** Work to be completed **
Look in the material below for the line with "plus JSON-encoded arguments." and the line with "as are upstream", then set down exactly those two lines and all lines between, nothing more.

** Exercise data **
************

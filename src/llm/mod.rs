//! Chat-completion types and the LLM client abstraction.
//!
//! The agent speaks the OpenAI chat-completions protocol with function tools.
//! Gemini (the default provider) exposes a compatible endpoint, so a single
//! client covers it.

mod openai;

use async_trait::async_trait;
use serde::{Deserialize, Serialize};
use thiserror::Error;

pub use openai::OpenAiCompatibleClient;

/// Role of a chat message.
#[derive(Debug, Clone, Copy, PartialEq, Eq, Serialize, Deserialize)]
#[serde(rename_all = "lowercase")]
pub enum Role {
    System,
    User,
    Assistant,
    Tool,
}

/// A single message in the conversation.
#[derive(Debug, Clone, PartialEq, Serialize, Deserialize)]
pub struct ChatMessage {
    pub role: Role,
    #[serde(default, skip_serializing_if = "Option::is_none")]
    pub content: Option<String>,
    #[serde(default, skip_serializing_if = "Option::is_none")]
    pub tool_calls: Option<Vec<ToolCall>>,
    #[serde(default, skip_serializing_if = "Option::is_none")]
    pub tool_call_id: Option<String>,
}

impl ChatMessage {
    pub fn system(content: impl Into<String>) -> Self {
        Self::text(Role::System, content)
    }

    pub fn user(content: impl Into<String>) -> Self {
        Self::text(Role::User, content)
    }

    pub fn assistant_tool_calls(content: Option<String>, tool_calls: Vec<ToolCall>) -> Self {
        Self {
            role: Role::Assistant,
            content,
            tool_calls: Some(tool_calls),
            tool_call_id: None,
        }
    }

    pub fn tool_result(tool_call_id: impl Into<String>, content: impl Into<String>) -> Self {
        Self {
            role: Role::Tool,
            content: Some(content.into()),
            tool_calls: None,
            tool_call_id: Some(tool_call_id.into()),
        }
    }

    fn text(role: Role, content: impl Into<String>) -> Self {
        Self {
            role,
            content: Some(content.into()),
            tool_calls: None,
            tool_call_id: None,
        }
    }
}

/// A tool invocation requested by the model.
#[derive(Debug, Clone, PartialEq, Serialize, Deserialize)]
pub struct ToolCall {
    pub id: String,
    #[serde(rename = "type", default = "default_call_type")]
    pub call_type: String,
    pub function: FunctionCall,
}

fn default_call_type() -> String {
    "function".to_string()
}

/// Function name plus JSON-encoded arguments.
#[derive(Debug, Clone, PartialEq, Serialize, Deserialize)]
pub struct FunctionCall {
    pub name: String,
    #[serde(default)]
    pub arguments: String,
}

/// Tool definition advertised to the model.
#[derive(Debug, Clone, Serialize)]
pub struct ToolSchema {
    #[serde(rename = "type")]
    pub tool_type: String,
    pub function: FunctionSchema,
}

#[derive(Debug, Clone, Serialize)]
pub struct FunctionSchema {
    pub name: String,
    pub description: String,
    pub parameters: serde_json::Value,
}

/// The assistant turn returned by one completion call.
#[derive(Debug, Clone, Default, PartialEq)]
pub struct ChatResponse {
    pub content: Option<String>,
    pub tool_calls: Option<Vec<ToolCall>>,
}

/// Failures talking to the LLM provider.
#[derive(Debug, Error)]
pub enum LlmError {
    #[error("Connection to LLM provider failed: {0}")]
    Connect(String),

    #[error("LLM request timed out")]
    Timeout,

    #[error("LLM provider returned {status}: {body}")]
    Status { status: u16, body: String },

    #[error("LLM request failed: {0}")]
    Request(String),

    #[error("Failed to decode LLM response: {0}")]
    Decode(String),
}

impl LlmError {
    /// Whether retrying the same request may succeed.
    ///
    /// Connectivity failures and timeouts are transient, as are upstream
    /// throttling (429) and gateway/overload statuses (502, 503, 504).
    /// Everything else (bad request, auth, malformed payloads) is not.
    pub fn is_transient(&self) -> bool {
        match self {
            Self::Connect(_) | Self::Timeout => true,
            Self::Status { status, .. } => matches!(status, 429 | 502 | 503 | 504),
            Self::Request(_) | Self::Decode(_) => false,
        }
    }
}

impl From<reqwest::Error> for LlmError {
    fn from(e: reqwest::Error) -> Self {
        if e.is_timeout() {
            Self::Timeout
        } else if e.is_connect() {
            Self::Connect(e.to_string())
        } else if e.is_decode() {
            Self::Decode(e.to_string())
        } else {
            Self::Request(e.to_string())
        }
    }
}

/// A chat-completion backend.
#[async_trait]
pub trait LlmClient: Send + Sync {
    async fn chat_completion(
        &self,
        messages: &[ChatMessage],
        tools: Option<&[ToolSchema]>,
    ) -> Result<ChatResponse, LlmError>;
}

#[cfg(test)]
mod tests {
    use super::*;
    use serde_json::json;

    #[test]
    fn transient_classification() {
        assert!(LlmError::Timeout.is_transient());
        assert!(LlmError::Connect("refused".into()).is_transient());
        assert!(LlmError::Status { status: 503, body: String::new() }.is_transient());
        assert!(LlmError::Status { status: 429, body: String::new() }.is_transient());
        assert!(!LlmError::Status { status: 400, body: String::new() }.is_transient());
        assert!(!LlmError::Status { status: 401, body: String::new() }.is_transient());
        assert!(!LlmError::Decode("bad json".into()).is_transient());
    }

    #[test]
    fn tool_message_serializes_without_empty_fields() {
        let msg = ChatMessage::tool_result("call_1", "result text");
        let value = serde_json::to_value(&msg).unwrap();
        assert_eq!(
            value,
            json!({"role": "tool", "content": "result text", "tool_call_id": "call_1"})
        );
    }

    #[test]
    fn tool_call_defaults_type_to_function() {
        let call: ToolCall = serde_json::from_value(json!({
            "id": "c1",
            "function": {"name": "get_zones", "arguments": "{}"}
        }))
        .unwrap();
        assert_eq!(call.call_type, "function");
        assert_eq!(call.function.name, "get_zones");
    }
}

************

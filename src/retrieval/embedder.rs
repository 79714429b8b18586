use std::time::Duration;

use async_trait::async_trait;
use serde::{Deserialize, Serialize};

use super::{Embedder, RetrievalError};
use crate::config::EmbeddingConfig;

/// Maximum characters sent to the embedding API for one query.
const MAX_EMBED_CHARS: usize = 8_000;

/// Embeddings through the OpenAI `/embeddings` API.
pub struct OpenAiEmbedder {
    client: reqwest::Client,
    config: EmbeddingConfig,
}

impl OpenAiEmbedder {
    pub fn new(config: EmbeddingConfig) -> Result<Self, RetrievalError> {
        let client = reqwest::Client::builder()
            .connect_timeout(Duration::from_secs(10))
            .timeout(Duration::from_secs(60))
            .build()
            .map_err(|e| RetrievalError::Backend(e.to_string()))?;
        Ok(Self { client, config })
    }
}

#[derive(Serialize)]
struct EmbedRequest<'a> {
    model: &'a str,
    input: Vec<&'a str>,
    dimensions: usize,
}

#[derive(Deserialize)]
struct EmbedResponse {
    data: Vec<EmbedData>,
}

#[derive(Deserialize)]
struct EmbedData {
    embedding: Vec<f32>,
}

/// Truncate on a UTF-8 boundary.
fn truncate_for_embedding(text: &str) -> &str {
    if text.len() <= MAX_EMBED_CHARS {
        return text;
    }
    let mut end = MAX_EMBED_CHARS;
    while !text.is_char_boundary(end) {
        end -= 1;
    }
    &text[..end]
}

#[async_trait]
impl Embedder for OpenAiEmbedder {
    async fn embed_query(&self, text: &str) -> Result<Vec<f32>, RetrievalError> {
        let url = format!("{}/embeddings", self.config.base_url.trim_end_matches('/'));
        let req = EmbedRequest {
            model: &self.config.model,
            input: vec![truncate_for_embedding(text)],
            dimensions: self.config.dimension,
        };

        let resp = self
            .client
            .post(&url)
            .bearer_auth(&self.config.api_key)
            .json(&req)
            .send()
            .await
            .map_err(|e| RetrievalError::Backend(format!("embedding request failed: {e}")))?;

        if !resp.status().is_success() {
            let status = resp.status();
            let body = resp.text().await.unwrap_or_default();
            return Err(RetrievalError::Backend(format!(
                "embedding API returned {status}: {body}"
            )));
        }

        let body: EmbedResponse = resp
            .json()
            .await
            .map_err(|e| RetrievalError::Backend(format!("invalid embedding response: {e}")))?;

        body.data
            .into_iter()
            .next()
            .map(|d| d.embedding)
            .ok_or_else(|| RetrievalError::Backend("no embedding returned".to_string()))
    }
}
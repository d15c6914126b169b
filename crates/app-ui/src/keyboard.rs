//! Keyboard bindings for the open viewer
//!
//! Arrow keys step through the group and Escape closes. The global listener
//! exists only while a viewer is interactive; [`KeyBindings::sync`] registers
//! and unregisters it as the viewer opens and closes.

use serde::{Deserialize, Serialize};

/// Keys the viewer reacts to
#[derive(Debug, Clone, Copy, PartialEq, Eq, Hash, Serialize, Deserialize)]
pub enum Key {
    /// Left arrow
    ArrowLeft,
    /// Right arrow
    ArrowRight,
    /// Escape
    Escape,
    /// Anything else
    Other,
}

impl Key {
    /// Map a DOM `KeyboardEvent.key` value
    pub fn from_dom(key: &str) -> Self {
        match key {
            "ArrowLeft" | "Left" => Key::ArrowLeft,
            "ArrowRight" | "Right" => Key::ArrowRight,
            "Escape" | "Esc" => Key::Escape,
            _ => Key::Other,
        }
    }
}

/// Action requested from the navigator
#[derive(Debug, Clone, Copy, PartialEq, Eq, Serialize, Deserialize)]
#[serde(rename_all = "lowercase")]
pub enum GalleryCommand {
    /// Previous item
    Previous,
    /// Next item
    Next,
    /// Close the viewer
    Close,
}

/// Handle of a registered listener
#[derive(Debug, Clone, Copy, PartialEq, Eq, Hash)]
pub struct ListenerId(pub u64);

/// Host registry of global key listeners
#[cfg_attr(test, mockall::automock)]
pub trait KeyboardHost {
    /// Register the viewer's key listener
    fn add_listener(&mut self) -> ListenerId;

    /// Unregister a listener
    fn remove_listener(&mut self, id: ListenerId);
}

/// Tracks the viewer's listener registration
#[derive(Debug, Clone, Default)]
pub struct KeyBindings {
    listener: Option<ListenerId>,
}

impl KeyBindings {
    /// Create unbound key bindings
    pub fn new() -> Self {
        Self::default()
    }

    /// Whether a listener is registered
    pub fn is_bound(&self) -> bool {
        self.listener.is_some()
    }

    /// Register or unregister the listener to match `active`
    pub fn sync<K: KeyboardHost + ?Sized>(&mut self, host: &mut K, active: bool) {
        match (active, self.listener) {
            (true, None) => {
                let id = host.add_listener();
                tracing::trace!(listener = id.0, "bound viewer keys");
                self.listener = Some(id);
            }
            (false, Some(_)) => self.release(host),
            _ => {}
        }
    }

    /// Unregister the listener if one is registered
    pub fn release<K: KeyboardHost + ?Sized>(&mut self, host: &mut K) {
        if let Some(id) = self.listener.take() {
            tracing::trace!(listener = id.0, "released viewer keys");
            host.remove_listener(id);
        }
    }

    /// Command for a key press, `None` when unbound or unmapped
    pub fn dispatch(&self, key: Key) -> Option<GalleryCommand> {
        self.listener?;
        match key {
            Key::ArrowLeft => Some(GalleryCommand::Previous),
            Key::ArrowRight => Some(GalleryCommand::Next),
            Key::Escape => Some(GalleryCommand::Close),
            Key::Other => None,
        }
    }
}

************

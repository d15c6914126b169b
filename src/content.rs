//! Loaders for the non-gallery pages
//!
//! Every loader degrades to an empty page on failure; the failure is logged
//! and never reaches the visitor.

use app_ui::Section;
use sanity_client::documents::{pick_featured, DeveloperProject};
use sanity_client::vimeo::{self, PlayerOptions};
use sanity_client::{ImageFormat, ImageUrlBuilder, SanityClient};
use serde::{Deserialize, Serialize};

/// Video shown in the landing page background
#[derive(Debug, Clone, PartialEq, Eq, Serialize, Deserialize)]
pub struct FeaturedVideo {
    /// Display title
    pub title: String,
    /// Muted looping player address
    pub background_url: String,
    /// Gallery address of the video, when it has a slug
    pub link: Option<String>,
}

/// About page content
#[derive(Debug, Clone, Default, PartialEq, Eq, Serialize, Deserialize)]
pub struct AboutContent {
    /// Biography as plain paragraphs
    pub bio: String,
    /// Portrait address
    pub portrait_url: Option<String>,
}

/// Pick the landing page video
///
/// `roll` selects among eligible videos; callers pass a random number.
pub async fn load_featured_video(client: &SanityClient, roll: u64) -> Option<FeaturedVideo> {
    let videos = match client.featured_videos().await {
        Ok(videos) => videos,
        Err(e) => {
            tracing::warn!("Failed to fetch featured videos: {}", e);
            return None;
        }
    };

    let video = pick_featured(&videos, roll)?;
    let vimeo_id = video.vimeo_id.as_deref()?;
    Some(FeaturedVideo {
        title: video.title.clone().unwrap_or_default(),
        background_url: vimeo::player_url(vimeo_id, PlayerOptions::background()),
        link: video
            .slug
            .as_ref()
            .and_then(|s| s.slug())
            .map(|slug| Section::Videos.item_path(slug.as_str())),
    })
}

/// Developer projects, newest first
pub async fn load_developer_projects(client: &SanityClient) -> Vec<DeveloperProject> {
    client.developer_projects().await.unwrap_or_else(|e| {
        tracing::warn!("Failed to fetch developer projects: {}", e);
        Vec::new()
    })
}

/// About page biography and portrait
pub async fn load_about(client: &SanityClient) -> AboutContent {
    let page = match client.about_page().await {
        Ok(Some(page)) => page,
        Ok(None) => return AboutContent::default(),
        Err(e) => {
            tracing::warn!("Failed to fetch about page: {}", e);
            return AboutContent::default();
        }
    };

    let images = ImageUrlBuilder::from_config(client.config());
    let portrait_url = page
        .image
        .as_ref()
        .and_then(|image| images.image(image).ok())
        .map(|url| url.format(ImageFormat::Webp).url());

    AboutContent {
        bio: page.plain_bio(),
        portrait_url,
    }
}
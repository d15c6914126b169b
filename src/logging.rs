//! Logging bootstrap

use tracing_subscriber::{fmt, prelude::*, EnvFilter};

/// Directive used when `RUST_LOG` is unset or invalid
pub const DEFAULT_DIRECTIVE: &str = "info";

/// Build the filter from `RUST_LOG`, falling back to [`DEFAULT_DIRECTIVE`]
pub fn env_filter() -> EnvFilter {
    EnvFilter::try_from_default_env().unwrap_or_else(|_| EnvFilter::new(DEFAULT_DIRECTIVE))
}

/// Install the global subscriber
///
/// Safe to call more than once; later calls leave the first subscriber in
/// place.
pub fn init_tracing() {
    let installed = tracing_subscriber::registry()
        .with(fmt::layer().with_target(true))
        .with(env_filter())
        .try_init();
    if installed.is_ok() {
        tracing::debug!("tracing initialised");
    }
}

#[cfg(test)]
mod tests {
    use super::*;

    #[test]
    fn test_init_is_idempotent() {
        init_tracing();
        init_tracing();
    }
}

************

** Response box **
/// Function name plus JSON-encoded arguments.
#[derive(Debug, Clone, PartialEq, Serialize, Deserialize)]
pub struct FunctionCall {
    pub name: String,
    #[serde(default)]
    pub arguments: String,
}

/// Tool definition advertised to the model.
#[derive(Debug, Clone, Serialize)]
pub struct ToolSchema {
    #[serde(rename = "type")]
    pub tool_type: String,
    pub function: FunctionSchema,
}

#[derive(Debug, Clone, Serialize)]
pub struct FunctionSchema {
    pub name: String,
    pub description: String,
    pub parameters: serde_json::Value,
}

/// The assistant turn returned by one completion call.
#[derive(Debug, Clone, Default, PartialEq)]
pub struct ChatResponse {
    pub content: Option<String>,
    pub tool_calls: Option<Vec<ToolCall>>,
}

/// Failures talking to the LLM provider.
#[derive(Debug, Error)]
pub enum LlmError {
    #[error("Connection to LLM provider failed: {0}")]
    Connect(String),

    #[error("LLM request timed out")]
    Timeout,

    #[error("LLM provider returned {status}: {body}")]
    Status { status: u16, body: String },

    #[error("LLM request failed: {0}")]
    Request(String),

    #[error("Failed to decode LLM response: {0}")]
    Decode(String),
}

impl LlmError {
    /// Whether retrying the same request may succeed.
    ///
    /// Connectivity failures and timeouts are transient, as are upstream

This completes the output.